L'associazione Il Ponte di Susa presenta una ricerca sul capoluogo della Valsusa Il volume "Susa nel tempo e nello spazio" verrà presentato sabato 24 febbraio

SUSA – Sabato 24 febbraio alle ore 16, nella sede dell’Università delle Tre Età l’Associazione Culturale Il Ponte presenta una nuova pubblicazione, della lunga collana costruita in questi anni, dal titolo suggestivo: Susa nel tempo e nello spazio. Il volume dito dalla casa Editrice Graffio avrà come corollario un convegno ed un video.

Ne ho parlato con il presidente dell’associazione Giovanni Quaglino, un motorino sempre in movimento verso la ricerca, la storia il gusto del nostro territorio. L’associazione che vanta tra i soci Gemma Amprino, in questi anni ha lasciato una presenza importante in campo editoriale con pregiate opere letterarie, fotografiche e di ricerca.

Di cosa tratterà il convegno?

Nel convegno, si tratterà inizialmente la parte storica, culturale e artistica dell’ antica Susa nel periodo celtico- romano, dando un’occhiata anche al periodo attuale. Successivamente, si cercherà di dare risposta ad una domanda che in molti si pongono: perché la città si chiama Susa?“.

Qual è il punto di partenza?

Si ripartirà dall’antichità, visto che Segusio era il nome originale e dalla sua radice Seg, che secondo una serie di letture significa ‘coraggio’, “forza” e “vittoria”, si è notato che esistono molte altre città che recano uguale radice, tutte sorte nel periodo celtico-romano, in Francia e Spagna, come ad esempio Segodunum e Saguntum“.

Poi?

Nella seconda parte, il convegno analizzerà altri centri urbani che nel corso della loro storia si sono chiamati “Susa”, mettendo in luce le caratteristiche storiche, culturali e artistiche sulla “Susa” tunisina, libica, iraniana e azera, mettendo in evidenza la possibilità, clima politico estero permettendo, di intessere scambi culturali tra queste città e la Susa di Cozio e Adelaide. Tutti temi che verranno trattati nel corso del convegno sono frutto di accurati studi, durati alcuni anni, e costituiscono i capitoli del volume, impreziositi da un’attenta ricerca di immagini delle città prese in considerazione“.

Ci sarà anche un video?

Come terza e ultima parte, verrà inoltre presentato un video, realizzato da Fausto Marzo, nel quale i temi saranno declinati da persone esperte sul passato di queste città, mantenendo in calce la lingua italiana, ma esprimendosi anche in francese e in spagnolo nell’illustrare le città prese in esame, mentre l’inglese verrà utilizzato per descrivere Segusio-Susa e per introdurre le città nord africane e mediorientali“.

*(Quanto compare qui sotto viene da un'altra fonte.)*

use convokit_image::Image;

use super::kernels::{self, Kernel};
use super::{filter2d_with_strategy, gaussian_blur_with_strategy, BorderPolicy, FilterError};
use crate::parallel::ExecutionStrategy;

/// Smallest blur size offered to users.
pub const BLUR_SIZE_MIN: usize = 3;
/// Largest blur size offered to users.
pub const BLUR_SIZE_MAX: usize = 99;
/// Smallest sigma offered to users.
pub const SIGMA_MIN: f64 = 0.1;
/// Largest sigma offered to users.
pub const SIGMA_MAX: f64 = 50.0;
/// Bound of the user-editable 3x3 coefficients, valid values lie in `[-BOUND, BOUND]`.
pub const COEFFICIENT_BOUND: f64 = 100.0;

/// The kernels the factory knows how to build.
#[derive(Debug, Clone, Copy, PartialEq, Eq)]
#[cfg_attr(feature = "serde", derive(serde::Serialize, serde::Deserialize))]
pub enum KernelKind {
    /// `size x size` normalized gaussian.
    Gaussian2d,
    /// `size x 1` normalized gaussian.
    Gaussian1d,
    /// Fixed 3x3 sharpen.
    Sharpen,
    /// Fixed 3x3 horizontal Sobel.
    SobelX,
}

/// Build a kernel of the given kind.
///
/// `size` and `sigma` are required for the gaussian kinds and ignored otherwise.
///
/// # Errors
///
/// Returns [`FilterError::MissingParameter`] if a gaussian parameter is absent and
/// [`FilterError::InvalidSigma`] for a non-positive sigma.
///
/// # Examples
///
/// ```
/// use convokit_imgproc::filter::{generate_kernel, KernelKind};
///
/// let kernel = generate_kernel(KernelKind::Gaussian2d, Some(8), Some(2.0)).unwrap();
/// assert_eq!((kernel.width(), kernel.height()), (9, 9));
///
/// let sobel = generate_kernel(KernelKind::SobelX, None, None).unwrap();
/// assert_eq!(sobel.sum(), 0.0);
/// ```
pub fn generate_kernel(
    kind: KernelKind,
    size: Option<usize>,
    sigma: Option<f64>,
) -> Result<Kernel, FilterError> {
    let gaussian_params = || -> Result<(usize, f64), FilterError> {
        let size = size.ok_or(FilterError::MissingParameter("size"))?;
        let sigma = sigma.ok_or(FilterError::MissingParameter("sigma"))?;
        Ok((size, sigma))
    };

    match kind {
        KernelKind::Gaussian2d => {
            let (size, sigma) = gaussian_params()?;
            kernels::gaussian_kernel_2d(size, sigma)
        }
        KernelKind::Gaussian1d => {
            let (size, sigma) = gaussian_params()?;
            kernels::gaussian_kernel_1d(size, sigma)
        }
        KernelKind::Sharpen => Ok(kernels::sharpen_kernel3()),
        KernelKind::SobelX => Ok(kernels::sobel_x_kernel3()),
    }
}

/// Parameters of the gaussian blur.
#[derive(Debug, Clone, Copy, PartialEq)]
#[cfg_attr(feature = "serde", derive(serde::Serialize, serde::Deserialize))]
pub struct GaussianParams {
    /// Number of taps per axis.
    pub size: usize,
    /// Standard deviation.
    pub sigma: f64,
}

impl Default for GaussianParams {
    fn default() -> Self {
        Self {
            size: 9,
            sigma: 4.0,
        }
    }
}

impl GaussianParams {
    /// Whether the parameters lie in the ranges offered to users.
    ///
    /// The filters accept any size and positive sigma; this is for hosts that
    /// want to validate input before running a filter.
    pub fn is_in_user_range(&self) -> bool {
        (BLUR_SIZE_MIN..=BLUR_SIZE_MAX).contains(&self.size)
            && (SIGMA_MIN..=SIGMA_MAX).contains(&self.sigma)
    }
}

/// A complete filter request as issued by a host application.
#[derive(Debug, Clone, PartialEq)]
pub enum FilterOp {
    /// Separable gaussian blur, always with [`BorderPolicy::Clamp`].
    GaussianBlur(GaussianParams),
    /// 3x3 sharpen, usually [`kernels::sharpen_kernel3`].
    Sharpen(Kernel),
    /// 3x3 edge detector, usually [`kernels::sobel_x_kernel3`].
    SobelX(Kernel),
    /// Any other kernel.
    Custom(Kernel),
}

impl FilterOp {
    /// Sharpen with the default coefficients.
    pub fn sharpen() -> Self {
        FilterOp::Sharpen(kernels::sharpen_kernel3())
    }

    /// Horizontal Sobel with the default coefficients.
    pub fn sobel_x() -> Self {
        FilterOp::SobelX(kernels::sobel_x_kernel3())
    }

    /// The kernel convolved by this operation, `None` for the separable blur.
    pub fn kernel(&self) -> Option<&Kernel> {
        match self {
            FilterOp::GaussianBlur(_) => None,
            FilterOp::Sharpen(kernel) | FilterOp::SobelX(kernel) | FilterOp::Custom(kernel) => {
                Some(kernel)
            }
        }
    }
}

/// Run a filter request with execution strategy control.
///
/// # Arguments
///
/// * `src` - The source image with shape (H, W, C).
/// * `op` - The filter to run.
/// * `border` - Border policy for kernel operations, ignored by the gaussian blur.
/// * `strategy` - Execution strategy: `Serial`, `ParallelRows`, or `Auto`.
pub fn apply_filter_with_strategy<const C: usize>(
    src: &Image<u8, C>,
    op: &FilterOp,
    border: BorderPolicy,
    strategy: ExecutionStrategy,
) -> Result<Image<u8, C>, FilterError> {
    match op {
        FilterOp::GaussianBlur(params) => {
            gaussian_blur_with_strategy(src, params.size, params.sigma, strategy)
        }
        _ => filter2d_with_strategy(src, op.kernel(), border, strategy),
    }
}

/// Run a filter request.
///
/// Uses [`ExecutionStrategy::Auto`]. For explicit control, use
/// [`apply_filter_with_strategy`].
pub fn apply_filter<const C: usize>(
    src: &Image<u8, C>,
    op: &FilterOp,
    border: BorderPolicy,
) -> Result<Image<u8, C>, FilterError> {
    apply_filter_with_strategy(src, op, border, ExecutionStrategy::Auto)
}

/// The filter families a [`FilterConfig`] can select.
#[derive(Debug, Clone, Copy, PartialEq, Eq, Default)]
#[cfg_attr(feature = "serde", derive(serde::Serialize, serde::Deserialize))]
pub enum FilterKind {
    /// Separable gaussian blur.
    #[default]
    GaussianBlur,
    /// 3x3 sharpen.
    Sharpen,
    /// 3x3 horizontal Sobel.
    SobelX,
    /// User supplied 3x3 kernel.
    Custom,
}

/// Declarative description of a filter run, e.g. loaded from a settings file.
#[derive(Debug, Clone, PartialEq, Default)]
#[cfg_attr(feature = "serde", derive(serde::Serialize, serde::Deserialize))]
#[cfg_attr(feature = "serde", serde(default))]
pub struct FilterConfig {
    /// Which filter to run.
    pub kind: FilterKind,
    /// Gaussian parameters, used by [`FilterKind::GaussianBlur`].
    pub gaussian: GaussianParams,
    /// Row-major 3x3 coefficients overriding the defaults of the kernel filters.
    pub coefficients: Option<[f64; 9]>,
    /// Border policy for the kernel filters.
    pub border: BorderPolicy,
    /// Execution strategy.
    pub strategy: ExecutionStrategy,
}

impl FilterConfig {
    /// Build the filter request described by this config.
    ///
    /// # Errors
    ///
    /// Returns [`FilterError::MissingParameter`] for a custom filter without
    /// coefficients and [`FilterError::NonFiniteCoefficient`] for invalid ones.
    pub fn to_op(&self) -> Result<FilterOp, FilterError> {
        let custom = self.coefficients.map(Kernel::from_3x3).transpose()?;

        Ok(match (self.kind, custom) {
            (FilterKind::GaussianBlur, _) => FilterOp::GaussianBlur(self.gaussian),
            (FilterKind::Sharpen, Some(kernel)) => FilterOp::Sharpen(kernel),
            (FilterKind::Sharpen, None) => FilterOp::sharpen(),
            (FilterKind::SobelX, Some(kernel)) => FilterOp::SobelX(kernel),
            (FilterKind::SobelX, None) => FilterOp::sobel_x(),
            (FilterKind::Custom, Some(kernel)) => FilterOp::Custom(kernel),
            (FilterKind::Custom, None) => {
                return Err(FilterError::MissingParameter("coefficients"))
            }
        })
    }

    /// Build the request and run it on `src`.
    pub fn apply<const C: usize>(&self, src: &Image<u8, C>) -> Result<Image<u8, C>, FilterError> {
        apply_filter_with_strategy(src, &self.to_op()?, self.border, self.strategy)
    }
}

#[cfg(test)]
mod tests {
    use super::*;
    use crate::filter::{filter2d, gaussian_blur};

    fn gradient_image() -> Result<Image<u8, 3>, FilterError> {
        let data = (0..8 * 6)
            .flat_map(|i| [(i * 5) as u8, (255 - i * 5) as u8, ((i % 8) * 30) as u8])
            .collect();
        Ok(Image::new([8, 6].into(), data)?)
    }

    #[test]
    fn test_generate_kernel() -> Result<(), FilterError> {
        let kernel = generate_kernel(KernelKind::Gaussian1d, Some(6), Some(1.0))?;
        assert_eq!((kernel.width(), kernel.height()), (7, 1));

        let kernel = generate_kernel(KernelKind::Sharpen, Some(11), Some(-3.0))?;
        assert_eq!(kernel, kernels::sharpen_kernel3());

        assert_eq!(
            generate_kernel(KernelKind::Gaussian2d, None, Some(1.0)),
            Err(FilterError::MissingParameter("size"))
        );
        assert_eq!(
            generate_kernel(KernelKind::Gaussian1d, Some(3), None),
            Err(FilterError::MissingParameter("sigma"))
        );
        assert_eq!(
            generate_kernel(KernelKind::Gaussian2d, Some(3), Some(-0.5)),
            Err(FilterError::InvalidSigma(-0.5))
        );
        Ok(())
    }

    #[test]
    fn test_gaussian_params() {
        let params = GaussianParams::default();
        assert_eq!(params.size, 9);
        assert_eq!(params.sigma, 4.0);
        assert!(params.is_in_user_range());
        assert!(!GaussianParams { size: 1, sigma: 1.0 }.is_in_user_range());
        assert!(!GaussianParams { size: 5, sigma: 60.0 }.is_in_user_range());
    }

    #[test]
    fn test_apply_filter_dispatch() -> Result<(), FilterError> {
        let img = gradient_image()?;

        let blurred = apply_filter(
            &img,
            &FilterOp::GaussianBlur(GaussianParams { size: 5, sigma: 1.5 }),
            BorderPolicy::Reflect,
        )?;
        assert_eq!(blurred, gaussian_blur(&img, 5, 1.5)?);

        let sharpened = apply_filter(&img, &FilterOp::sharpen(), BorderPolicy::Reflect)?;
        assert_eq!(
            sharpened,
            filter2d(&img, Some(&kernels::sharpen_kernel3()), BorderPolicy::Reflect)?
        );
        Ok(())
    }

    #[test]
    fn test_filter_config_to_op() -> Result<(), FilterError> {
        let config = FilterConfig::default();
        assert_eq!(
            config.to_op()?,
            FilterOp::GaussianBlur(GaussianParams::default())
        );

        let config = FilterConfig {
            kind: FilterKind::SobelX,
            ..Default::default()
        };
        assert_eq!(config.to_op()?, FilterOp::sobel_x());

        let coefficients = [0.0, -1.0, 0.0, -1.0, 5.0, -1.0, 0.0, -1.0, 0.0];
        let config = FilterConfig {
            kind: FilterKind::Sharpen,
            coefficients: Some(coefficients),
            ..Default::default()
        };
        assert_eq!(
            config.to_op()?,
            FilterOp::Sharpen(Kernel::from_3x3(coefficients)?)
        );

        let config = FilterConfig {
            kind: FilterKind::Custom,
            ..Default::default()
        };
        assert_eq!(
            config.to_op(),
            Err(FilterError::MissingParameter("coefficients"))
        );
        Ok(())
    }

    #[test]
    fn test_filter_config_apply() -> Result<(), FilterError> {
        let img = gradient_image()?;
        let config = FilterConfig {
            kind: FilterKind::Custom,
            coefficients: Some([0.0, 0.0, 0.0, 0.0, 1.0, 0.0, 0.0, 0.0, 0.0]),
            border: BorderPolicy::Reflect,
            strategy: ExecutionStrategy::Serial,
            ..Default::default()
        };
        assert_eq!(config.apply(&img)?, img);
        Ok(())
    }

    #[cfg(feature = "serde")]
    #[test]
    fn test_filter_config_json() -> Result<(), Box<dyn std::error::Error>> {
        let config: FilterConfig = serde_json::from_str(
            r#"{ "kind": "Sharpen", "border": "Reflect", "strategy": "Serial" }"#,
        )?;
        assert_eq!(config.kind, FilterKind::Sharpen);
        assert_eq!(config.gaussian, GaussianParams::default());
        assert_eq!(config.border, BorderPolicy::Reflect);
        assert_eq!(config.to_op()?, FilterOp::sharpen());
        Ok(())
    }
}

E’ vero che tutto questo studio parte da una domanda?

Come ho scritto nell’introduzione, tutto è nato quando ho letto il libro dello storico Bonino sul Castello di Susa. Lui si domandava già: perchè si chiama Susa? Così abbiamo cominciato ad interessarci delle città con la stessa radice e poi di quelle chiamate Susa nel mondo. Ne è scaturito un lavoro che ritengo interessante e nuovo. Vi hanno messo mano, oltre a me, soprattutto Gemma Amprino, Livio Dezzani e Giuliana Giai. Inoltre, ci siamo avvalsi di altri contributi di amici e persone che hanno collaborato a vario titolo. D’altra parte, come Il Ponte, da sempre, favoriamo la sinergia tra diversi soggetti ed associazioni“.